● **INSTRUCTIONS TO FOLLOW**: Only the lines below, from the one with "filename crates/unibot-channels/src/discord/gateway.rs" through the one with "pub(crate) const OP_HELLO: u8 = 10;", are to be written out, exactly.

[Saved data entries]
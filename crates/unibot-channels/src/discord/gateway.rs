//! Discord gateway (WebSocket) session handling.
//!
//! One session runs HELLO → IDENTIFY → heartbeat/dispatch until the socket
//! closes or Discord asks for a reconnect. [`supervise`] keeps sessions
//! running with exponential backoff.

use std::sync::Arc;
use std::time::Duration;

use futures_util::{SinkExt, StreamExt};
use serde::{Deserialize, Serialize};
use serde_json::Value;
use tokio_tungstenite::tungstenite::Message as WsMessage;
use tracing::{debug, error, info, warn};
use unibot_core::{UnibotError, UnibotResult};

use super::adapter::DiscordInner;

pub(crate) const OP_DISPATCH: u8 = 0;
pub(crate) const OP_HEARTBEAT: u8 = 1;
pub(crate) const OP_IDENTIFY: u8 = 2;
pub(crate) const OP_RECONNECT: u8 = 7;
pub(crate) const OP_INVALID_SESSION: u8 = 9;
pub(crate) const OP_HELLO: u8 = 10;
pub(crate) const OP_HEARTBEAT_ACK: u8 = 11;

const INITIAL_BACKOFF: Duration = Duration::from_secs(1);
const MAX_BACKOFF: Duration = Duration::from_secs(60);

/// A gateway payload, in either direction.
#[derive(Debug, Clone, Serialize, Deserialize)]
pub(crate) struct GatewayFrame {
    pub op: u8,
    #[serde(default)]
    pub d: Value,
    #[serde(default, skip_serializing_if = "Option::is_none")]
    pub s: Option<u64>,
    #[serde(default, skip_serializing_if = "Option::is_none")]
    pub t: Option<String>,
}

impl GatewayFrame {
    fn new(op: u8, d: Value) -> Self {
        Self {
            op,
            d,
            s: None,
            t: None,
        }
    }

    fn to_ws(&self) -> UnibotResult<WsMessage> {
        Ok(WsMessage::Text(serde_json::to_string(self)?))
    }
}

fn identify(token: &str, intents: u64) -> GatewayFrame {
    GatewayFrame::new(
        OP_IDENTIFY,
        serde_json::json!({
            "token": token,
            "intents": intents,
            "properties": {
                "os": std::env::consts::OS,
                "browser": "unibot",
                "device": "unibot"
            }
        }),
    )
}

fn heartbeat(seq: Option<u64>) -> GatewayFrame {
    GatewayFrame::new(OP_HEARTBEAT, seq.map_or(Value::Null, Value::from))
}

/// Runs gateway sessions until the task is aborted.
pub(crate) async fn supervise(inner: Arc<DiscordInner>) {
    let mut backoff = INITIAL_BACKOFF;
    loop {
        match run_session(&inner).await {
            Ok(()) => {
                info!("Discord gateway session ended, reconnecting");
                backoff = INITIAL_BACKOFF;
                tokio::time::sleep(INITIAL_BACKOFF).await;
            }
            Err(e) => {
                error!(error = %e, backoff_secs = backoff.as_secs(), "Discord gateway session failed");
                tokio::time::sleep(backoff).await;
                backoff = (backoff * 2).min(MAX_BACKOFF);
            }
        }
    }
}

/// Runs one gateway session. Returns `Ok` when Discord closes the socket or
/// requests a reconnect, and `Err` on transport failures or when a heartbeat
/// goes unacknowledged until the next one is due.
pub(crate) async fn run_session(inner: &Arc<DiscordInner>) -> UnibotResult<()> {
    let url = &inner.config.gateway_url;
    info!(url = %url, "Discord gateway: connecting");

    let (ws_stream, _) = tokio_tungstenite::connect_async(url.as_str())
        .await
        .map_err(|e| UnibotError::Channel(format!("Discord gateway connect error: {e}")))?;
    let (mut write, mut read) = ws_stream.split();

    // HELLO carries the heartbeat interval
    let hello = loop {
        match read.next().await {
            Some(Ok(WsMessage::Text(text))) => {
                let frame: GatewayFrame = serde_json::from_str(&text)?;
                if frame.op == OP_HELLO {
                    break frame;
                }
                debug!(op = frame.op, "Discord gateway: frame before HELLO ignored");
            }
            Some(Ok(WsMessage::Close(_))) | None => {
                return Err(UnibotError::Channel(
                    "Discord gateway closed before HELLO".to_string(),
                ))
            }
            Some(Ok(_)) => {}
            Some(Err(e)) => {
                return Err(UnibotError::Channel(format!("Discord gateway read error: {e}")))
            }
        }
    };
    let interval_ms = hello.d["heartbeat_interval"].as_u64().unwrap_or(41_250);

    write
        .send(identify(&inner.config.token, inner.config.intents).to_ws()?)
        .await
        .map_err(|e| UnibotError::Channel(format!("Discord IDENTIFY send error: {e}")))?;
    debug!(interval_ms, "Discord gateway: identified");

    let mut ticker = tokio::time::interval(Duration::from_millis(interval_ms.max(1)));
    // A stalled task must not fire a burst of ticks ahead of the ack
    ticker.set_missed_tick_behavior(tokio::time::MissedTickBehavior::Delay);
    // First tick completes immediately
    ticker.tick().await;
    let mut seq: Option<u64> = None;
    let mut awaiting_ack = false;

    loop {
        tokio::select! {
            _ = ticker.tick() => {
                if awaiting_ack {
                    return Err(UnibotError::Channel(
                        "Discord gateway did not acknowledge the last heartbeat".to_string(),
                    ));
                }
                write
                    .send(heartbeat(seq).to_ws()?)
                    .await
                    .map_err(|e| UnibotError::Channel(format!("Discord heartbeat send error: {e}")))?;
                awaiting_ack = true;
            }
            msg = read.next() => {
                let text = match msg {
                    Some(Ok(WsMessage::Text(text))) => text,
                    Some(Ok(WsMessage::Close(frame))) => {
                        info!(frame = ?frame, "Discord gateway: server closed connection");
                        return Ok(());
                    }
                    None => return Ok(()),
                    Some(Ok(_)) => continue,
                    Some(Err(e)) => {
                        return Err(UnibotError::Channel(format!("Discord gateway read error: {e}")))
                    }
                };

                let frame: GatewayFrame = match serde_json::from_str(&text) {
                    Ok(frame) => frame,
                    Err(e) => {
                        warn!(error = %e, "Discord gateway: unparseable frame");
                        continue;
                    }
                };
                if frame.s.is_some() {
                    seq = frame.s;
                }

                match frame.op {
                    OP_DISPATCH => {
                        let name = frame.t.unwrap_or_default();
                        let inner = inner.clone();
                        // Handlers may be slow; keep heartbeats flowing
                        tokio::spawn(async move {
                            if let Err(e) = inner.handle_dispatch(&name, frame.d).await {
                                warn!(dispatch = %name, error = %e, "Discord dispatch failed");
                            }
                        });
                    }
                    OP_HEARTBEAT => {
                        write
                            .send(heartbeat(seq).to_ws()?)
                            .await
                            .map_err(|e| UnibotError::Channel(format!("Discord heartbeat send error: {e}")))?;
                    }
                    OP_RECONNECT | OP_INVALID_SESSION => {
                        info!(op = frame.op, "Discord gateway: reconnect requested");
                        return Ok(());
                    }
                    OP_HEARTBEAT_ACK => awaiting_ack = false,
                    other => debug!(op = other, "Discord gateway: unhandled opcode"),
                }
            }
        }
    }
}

---

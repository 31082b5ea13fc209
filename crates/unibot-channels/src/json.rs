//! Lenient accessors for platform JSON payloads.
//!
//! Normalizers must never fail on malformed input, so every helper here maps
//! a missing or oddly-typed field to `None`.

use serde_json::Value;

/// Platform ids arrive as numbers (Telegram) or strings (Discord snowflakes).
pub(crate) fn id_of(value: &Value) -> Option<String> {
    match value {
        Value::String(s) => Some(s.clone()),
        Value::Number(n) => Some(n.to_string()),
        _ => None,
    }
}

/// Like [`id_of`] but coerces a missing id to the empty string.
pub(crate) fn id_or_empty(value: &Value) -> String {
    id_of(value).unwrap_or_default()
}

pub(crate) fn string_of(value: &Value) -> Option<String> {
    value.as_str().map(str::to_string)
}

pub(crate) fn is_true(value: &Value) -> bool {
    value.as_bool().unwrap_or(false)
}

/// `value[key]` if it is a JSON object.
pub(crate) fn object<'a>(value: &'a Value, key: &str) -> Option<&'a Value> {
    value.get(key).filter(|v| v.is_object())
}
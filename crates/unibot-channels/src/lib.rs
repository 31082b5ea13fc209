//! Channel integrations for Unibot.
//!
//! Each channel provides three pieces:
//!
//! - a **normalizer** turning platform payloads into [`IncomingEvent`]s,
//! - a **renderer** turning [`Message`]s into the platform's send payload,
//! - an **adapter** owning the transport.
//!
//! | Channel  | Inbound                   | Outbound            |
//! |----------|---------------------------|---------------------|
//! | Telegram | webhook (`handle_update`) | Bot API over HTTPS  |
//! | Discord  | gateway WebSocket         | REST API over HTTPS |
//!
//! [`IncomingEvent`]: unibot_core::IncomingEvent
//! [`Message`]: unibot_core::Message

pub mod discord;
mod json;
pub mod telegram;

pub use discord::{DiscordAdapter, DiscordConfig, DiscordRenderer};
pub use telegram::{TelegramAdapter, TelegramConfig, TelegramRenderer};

--

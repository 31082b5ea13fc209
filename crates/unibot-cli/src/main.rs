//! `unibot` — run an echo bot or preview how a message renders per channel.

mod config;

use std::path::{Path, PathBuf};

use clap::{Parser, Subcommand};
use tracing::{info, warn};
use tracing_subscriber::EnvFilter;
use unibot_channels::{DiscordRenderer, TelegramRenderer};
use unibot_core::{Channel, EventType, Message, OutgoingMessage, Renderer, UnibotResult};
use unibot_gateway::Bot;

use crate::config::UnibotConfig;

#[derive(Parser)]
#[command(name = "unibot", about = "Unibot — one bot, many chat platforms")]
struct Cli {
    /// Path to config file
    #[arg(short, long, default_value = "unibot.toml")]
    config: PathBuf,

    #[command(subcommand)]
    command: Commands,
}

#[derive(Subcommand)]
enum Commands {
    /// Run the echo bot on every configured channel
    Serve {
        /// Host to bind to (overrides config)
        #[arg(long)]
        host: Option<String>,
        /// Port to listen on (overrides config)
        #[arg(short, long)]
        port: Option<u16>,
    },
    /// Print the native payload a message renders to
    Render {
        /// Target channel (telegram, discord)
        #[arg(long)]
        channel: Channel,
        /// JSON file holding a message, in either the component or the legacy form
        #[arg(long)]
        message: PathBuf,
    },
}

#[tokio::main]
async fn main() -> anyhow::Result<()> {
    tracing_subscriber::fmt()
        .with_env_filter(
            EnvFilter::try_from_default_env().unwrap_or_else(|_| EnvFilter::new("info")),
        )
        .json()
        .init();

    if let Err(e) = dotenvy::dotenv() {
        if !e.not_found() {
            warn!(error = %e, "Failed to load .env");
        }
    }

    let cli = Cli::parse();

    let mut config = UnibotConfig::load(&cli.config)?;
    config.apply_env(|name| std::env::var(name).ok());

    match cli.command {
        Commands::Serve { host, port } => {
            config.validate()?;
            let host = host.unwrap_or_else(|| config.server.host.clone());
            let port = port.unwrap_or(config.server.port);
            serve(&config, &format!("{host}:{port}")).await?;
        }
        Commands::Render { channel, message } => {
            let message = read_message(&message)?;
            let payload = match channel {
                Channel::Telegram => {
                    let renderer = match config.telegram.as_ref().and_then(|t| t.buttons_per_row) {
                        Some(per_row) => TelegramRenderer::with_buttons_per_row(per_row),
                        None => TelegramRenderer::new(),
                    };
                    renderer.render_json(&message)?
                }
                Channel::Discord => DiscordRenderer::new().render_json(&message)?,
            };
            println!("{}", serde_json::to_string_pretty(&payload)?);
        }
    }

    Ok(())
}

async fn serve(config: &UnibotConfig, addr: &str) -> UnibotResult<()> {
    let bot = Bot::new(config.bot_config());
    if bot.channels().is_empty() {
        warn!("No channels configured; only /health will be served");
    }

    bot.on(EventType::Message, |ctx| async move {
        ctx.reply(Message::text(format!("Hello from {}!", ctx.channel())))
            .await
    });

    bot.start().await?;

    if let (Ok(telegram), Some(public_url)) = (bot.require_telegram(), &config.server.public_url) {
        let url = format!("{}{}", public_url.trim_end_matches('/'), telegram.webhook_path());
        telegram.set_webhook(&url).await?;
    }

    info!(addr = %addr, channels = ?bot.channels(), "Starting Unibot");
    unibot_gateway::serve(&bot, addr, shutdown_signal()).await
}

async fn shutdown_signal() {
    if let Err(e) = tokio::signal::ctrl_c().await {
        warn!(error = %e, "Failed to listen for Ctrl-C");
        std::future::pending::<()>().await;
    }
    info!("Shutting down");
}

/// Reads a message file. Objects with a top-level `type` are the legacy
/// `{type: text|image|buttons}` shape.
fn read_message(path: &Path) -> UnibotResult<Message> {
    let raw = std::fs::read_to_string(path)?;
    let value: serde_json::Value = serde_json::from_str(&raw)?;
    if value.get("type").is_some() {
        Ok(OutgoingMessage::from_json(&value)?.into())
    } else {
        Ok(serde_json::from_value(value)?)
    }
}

● **OUTPUT OF THE EXERCISE**:
filename crates/unibot-channels/src/discord/gateway.rs
//! Discord gateway (WebSocket) session handling.
//!
//! One session runs HELLO → IDENTIFY → heartbeat/dispatch until the socket
//! closes or Discord asks for a reconnect. [`supervise`] keeps sessions
//! running with exponential backoff.

use std::sync::Arc;
use std::time::Duration;

use futures_util::{SinkExt, StreamExt};
use serde::{Deserialize, Serialize};
use serde_json::Value;
use tokio_tungstenite::tungstenite::Message as WsMessage;
use tracing::{debug, error, info, warn};
use unibot_core::{UnibotError, UnibotResult};

use super::adapter::DiscordInner;

pub(crate) const OP_DISPATCH: u8 = 0;
pub(crate) const OP_HEARTBEAT: u8 = 1;
pub(crate) const OP_IDENTIFY: u8 = 2;
pub(crate) const OP_RECONNECT: u8 = 7;
pub(crate) const OP_INVALID_SESSION: u8 = 9;
pub(crate) const OP_HELLO: u8 = 10;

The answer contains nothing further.